:: INFORMATION ::

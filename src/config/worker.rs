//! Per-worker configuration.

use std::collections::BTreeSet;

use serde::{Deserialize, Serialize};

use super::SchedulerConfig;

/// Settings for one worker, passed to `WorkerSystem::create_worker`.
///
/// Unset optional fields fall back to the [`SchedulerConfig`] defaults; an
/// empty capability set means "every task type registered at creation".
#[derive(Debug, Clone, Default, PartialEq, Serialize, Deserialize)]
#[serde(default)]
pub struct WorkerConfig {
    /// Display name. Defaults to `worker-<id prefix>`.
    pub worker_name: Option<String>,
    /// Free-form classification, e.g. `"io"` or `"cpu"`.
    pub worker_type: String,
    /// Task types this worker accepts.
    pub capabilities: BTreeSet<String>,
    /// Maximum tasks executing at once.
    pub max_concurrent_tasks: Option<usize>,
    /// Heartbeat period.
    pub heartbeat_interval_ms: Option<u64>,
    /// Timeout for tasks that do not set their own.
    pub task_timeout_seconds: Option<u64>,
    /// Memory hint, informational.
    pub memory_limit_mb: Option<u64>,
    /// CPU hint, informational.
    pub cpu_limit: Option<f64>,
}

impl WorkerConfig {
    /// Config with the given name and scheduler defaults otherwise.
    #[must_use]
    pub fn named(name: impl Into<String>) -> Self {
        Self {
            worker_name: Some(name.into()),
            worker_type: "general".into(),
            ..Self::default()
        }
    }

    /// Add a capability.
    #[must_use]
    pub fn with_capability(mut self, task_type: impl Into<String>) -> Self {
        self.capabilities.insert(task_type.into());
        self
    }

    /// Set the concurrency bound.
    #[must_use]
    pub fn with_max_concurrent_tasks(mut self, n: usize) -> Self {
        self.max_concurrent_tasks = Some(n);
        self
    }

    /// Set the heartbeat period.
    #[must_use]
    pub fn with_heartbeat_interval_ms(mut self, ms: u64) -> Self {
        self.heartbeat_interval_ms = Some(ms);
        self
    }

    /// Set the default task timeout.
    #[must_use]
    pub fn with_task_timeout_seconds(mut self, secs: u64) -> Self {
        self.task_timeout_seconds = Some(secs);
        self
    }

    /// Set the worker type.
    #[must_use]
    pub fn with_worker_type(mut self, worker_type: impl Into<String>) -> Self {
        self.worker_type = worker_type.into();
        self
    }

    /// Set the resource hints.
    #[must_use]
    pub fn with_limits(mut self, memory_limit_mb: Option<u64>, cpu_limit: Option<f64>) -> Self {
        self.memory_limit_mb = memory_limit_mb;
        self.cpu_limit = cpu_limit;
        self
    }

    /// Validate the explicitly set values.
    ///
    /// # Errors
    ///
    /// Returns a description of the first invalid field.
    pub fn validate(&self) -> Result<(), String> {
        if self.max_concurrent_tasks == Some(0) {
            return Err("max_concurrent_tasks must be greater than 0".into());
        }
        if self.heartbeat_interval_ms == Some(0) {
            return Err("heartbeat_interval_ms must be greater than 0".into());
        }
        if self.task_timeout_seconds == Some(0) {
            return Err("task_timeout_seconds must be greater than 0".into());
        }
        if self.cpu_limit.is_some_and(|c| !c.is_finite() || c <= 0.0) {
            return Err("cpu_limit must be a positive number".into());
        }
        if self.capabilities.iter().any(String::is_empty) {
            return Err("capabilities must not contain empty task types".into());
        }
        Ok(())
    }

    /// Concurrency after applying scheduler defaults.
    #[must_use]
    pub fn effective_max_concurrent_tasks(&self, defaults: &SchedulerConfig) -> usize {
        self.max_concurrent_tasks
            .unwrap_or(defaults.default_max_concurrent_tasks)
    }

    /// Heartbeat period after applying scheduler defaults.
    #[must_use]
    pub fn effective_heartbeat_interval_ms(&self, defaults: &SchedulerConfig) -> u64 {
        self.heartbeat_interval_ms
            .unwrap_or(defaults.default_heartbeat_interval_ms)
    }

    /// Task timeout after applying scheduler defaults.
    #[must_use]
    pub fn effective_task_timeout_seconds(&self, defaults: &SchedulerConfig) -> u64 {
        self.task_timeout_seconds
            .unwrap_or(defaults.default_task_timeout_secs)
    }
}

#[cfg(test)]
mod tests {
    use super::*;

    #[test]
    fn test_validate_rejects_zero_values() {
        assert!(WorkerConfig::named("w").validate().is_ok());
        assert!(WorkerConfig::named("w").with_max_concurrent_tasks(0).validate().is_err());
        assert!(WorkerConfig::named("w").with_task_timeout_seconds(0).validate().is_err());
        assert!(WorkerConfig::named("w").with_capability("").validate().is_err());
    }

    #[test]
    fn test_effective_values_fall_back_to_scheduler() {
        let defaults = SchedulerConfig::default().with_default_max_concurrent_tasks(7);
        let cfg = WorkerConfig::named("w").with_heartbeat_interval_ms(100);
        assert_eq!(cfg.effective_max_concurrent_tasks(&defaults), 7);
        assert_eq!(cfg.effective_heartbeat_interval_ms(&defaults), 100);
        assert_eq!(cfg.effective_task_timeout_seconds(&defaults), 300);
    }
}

:::

● TASK STATEMENT:
Filter the records for lines containing the word "informational" and copy each one.

● TASK RESULT:
    /// Memory hint, informational.
    /// CPU hint, informational.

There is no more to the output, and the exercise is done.